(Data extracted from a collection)
----------------------------------------

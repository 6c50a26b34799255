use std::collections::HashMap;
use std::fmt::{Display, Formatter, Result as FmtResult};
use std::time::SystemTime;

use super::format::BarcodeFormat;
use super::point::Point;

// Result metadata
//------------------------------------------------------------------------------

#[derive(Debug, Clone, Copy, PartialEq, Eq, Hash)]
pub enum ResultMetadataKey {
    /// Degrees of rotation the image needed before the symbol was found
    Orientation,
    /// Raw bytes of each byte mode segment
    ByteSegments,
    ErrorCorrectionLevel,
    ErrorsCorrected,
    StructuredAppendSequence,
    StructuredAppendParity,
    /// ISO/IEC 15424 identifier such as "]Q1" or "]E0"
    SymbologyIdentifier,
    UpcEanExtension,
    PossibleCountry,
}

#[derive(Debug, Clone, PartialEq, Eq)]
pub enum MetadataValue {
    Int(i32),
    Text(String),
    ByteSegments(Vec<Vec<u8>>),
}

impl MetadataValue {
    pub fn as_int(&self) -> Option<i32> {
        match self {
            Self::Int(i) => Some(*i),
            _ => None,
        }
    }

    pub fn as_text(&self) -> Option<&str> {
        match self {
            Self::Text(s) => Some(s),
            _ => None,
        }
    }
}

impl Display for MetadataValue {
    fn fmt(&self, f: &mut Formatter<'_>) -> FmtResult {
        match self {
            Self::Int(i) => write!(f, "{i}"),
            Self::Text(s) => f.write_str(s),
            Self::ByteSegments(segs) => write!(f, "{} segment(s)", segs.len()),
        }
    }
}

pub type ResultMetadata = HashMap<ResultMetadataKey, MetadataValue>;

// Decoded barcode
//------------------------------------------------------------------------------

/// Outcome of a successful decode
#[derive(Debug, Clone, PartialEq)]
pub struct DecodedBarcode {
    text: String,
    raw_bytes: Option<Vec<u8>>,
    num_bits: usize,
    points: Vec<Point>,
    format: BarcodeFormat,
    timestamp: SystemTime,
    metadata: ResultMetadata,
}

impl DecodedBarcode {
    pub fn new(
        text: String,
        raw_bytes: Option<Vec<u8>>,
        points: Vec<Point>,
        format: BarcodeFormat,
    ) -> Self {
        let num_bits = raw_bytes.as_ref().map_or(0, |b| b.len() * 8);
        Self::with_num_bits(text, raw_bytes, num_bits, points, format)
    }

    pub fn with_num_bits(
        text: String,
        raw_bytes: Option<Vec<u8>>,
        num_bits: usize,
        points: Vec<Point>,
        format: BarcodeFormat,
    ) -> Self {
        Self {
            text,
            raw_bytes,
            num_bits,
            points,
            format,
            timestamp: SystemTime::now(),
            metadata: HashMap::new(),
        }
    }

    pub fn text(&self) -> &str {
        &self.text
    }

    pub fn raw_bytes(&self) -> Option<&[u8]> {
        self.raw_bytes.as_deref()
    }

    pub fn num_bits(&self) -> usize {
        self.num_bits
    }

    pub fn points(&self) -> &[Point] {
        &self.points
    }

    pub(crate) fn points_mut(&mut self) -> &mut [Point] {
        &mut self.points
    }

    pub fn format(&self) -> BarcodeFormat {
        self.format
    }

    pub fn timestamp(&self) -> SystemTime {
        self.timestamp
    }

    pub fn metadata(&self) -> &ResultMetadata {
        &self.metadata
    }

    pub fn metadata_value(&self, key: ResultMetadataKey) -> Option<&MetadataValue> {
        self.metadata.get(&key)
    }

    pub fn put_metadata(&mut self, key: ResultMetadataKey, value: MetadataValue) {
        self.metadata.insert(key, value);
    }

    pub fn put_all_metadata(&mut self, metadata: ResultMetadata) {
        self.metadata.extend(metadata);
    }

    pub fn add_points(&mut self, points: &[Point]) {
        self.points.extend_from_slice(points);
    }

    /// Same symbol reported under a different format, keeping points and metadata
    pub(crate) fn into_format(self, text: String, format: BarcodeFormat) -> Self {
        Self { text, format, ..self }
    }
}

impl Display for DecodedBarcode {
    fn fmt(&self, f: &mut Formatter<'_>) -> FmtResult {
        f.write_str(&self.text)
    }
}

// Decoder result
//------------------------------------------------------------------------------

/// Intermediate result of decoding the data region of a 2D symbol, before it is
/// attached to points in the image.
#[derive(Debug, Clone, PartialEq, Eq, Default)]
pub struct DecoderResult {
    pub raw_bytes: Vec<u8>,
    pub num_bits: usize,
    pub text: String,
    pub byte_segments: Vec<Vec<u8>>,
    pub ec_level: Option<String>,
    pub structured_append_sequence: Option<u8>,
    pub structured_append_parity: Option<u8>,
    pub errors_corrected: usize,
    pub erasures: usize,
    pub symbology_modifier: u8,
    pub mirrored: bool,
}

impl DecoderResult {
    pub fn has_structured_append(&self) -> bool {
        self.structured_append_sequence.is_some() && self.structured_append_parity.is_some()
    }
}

----------------------------------------

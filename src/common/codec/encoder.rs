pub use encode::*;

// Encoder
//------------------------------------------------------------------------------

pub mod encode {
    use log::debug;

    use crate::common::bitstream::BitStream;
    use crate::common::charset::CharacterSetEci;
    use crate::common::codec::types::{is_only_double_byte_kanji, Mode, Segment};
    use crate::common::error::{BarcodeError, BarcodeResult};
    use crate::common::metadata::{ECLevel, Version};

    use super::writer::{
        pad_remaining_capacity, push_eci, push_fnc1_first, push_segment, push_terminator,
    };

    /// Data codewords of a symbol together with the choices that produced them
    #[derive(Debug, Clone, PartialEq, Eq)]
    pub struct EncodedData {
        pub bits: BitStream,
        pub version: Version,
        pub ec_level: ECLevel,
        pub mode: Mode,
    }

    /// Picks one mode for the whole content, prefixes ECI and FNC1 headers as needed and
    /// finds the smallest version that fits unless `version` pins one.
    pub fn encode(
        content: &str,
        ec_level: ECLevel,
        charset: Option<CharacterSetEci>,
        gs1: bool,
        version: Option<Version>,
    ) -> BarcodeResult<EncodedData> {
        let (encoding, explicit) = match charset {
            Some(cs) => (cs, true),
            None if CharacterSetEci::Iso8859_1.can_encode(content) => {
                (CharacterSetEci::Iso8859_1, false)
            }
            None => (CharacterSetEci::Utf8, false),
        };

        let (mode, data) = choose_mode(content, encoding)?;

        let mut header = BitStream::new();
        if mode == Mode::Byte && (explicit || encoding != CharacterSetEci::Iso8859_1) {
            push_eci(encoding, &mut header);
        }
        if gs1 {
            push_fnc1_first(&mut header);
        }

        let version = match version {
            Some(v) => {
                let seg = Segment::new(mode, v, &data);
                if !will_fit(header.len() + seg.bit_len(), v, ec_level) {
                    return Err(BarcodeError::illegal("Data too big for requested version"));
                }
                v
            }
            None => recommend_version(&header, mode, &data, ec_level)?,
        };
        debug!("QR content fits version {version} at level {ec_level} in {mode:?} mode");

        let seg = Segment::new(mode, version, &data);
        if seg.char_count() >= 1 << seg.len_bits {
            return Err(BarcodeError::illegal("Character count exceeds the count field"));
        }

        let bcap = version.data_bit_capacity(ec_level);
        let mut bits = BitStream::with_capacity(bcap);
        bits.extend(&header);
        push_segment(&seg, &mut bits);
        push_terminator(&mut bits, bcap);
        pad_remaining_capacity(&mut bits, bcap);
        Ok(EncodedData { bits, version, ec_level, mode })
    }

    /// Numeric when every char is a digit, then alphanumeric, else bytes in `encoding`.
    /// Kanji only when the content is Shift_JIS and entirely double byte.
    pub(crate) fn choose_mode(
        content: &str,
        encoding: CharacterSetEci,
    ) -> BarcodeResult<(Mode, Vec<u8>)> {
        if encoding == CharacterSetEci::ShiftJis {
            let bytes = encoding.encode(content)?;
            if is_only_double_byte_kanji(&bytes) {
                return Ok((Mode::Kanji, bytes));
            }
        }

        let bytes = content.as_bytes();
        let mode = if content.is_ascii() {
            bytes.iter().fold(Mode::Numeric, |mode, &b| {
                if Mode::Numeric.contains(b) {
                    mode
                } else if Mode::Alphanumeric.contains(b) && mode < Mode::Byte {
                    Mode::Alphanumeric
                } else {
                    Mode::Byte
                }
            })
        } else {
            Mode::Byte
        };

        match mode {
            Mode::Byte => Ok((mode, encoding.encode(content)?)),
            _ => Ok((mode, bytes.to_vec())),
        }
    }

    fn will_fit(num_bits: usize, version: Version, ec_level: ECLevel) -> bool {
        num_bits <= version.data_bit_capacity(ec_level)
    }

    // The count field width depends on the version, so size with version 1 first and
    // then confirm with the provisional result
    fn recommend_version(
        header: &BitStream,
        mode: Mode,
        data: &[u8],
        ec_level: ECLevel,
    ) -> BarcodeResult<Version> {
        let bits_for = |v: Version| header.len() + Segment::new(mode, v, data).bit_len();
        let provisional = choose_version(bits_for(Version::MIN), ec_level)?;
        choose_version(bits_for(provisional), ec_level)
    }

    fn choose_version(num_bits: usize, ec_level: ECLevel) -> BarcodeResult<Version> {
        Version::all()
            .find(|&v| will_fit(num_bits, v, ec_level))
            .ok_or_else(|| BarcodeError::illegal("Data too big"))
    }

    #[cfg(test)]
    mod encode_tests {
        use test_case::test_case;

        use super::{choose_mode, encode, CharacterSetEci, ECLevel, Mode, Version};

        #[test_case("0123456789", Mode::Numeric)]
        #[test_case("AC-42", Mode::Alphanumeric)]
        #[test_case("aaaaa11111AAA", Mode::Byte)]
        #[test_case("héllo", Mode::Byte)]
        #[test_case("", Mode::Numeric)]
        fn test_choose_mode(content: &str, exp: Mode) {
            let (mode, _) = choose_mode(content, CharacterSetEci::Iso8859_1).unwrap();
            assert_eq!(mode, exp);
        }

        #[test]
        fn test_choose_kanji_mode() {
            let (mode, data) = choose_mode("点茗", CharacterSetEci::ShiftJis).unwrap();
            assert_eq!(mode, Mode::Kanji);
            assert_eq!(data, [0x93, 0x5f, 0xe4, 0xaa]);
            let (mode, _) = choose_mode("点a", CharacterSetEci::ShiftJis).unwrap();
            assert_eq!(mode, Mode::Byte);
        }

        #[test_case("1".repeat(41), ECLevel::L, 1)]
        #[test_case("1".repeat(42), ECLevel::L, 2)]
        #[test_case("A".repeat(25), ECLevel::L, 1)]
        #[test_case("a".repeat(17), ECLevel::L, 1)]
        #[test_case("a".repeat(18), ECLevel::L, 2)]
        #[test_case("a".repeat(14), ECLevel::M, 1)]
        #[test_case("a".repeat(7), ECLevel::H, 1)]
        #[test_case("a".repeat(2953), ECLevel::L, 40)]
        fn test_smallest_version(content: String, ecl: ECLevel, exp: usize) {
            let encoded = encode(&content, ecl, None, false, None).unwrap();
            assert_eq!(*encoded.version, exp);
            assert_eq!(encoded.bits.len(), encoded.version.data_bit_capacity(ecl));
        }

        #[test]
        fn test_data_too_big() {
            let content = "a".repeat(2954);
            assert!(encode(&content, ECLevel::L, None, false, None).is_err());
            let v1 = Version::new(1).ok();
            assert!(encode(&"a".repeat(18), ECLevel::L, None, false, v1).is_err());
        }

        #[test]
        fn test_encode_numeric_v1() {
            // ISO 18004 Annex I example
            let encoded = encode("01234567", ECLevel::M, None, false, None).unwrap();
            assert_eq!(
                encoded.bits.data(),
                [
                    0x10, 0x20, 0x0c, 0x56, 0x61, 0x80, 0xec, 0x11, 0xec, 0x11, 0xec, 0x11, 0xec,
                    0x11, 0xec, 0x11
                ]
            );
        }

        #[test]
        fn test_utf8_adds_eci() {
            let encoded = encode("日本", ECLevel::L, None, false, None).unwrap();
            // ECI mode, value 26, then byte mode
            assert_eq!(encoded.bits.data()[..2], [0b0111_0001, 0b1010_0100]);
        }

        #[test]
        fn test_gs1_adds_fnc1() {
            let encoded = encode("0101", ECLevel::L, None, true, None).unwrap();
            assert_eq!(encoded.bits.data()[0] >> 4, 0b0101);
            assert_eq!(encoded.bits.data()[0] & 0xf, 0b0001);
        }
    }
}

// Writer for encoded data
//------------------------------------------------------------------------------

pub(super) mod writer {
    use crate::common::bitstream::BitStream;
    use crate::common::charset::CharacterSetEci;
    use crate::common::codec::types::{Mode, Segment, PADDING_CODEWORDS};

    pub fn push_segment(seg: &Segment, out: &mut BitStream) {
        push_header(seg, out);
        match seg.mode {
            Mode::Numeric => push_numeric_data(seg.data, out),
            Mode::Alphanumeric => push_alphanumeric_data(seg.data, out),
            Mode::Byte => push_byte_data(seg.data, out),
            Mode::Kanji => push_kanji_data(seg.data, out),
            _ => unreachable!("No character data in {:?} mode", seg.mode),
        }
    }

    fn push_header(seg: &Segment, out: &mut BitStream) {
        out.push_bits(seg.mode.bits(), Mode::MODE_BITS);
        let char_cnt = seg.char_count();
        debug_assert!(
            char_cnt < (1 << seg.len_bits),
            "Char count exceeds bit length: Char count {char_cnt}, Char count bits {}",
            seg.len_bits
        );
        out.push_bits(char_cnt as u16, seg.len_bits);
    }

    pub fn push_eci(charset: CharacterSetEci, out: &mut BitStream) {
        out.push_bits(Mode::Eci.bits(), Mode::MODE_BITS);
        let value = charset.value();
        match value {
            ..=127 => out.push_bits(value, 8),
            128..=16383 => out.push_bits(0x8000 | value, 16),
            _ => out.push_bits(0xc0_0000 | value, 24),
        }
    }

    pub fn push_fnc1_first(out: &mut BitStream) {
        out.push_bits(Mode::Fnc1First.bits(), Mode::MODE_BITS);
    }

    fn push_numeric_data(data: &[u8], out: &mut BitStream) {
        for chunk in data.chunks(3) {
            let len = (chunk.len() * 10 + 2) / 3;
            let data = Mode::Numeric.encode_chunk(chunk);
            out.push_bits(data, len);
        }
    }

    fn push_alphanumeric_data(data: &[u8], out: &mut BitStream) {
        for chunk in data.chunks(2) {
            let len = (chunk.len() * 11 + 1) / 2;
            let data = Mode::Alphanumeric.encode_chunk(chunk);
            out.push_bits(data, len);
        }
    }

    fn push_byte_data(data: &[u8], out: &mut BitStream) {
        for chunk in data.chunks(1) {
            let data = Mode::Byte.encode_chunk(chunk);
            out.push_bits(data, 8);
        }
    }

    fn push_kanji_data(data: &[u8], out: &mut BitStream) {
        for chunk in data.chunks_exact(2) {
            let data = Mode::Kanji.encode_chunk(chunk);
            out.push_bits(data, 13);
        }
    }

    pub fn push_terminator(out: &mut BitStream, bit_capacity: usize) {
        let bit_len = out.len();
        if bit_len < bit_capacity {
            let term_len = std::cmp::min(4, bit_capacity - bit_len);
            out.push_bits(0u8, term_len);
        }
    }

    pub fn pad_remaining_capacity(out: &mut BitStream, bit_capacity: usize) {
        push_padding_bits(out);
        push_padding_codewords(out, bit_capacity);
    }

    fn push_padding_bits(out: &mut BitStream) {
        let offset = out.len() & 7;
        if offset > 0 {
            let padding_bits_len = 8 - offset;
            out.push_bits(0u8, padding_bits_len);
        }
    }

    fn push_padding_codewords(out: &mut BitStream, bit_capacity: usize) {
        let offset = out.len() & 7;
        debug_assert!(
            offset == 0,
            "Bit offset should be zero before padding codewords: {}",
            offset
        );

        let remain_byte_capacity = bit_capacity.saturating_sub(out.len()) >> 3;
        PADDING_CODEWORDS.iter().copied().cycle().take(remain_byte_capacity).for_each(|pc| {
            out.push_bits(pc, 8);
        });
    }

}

----------------------------------------

▸ **BRIEF**: Looking at the records above, tally the lines holding "BarcodeFormat" and reply with that number only.

▸ **SOLUTION TO THIS TASK**: 6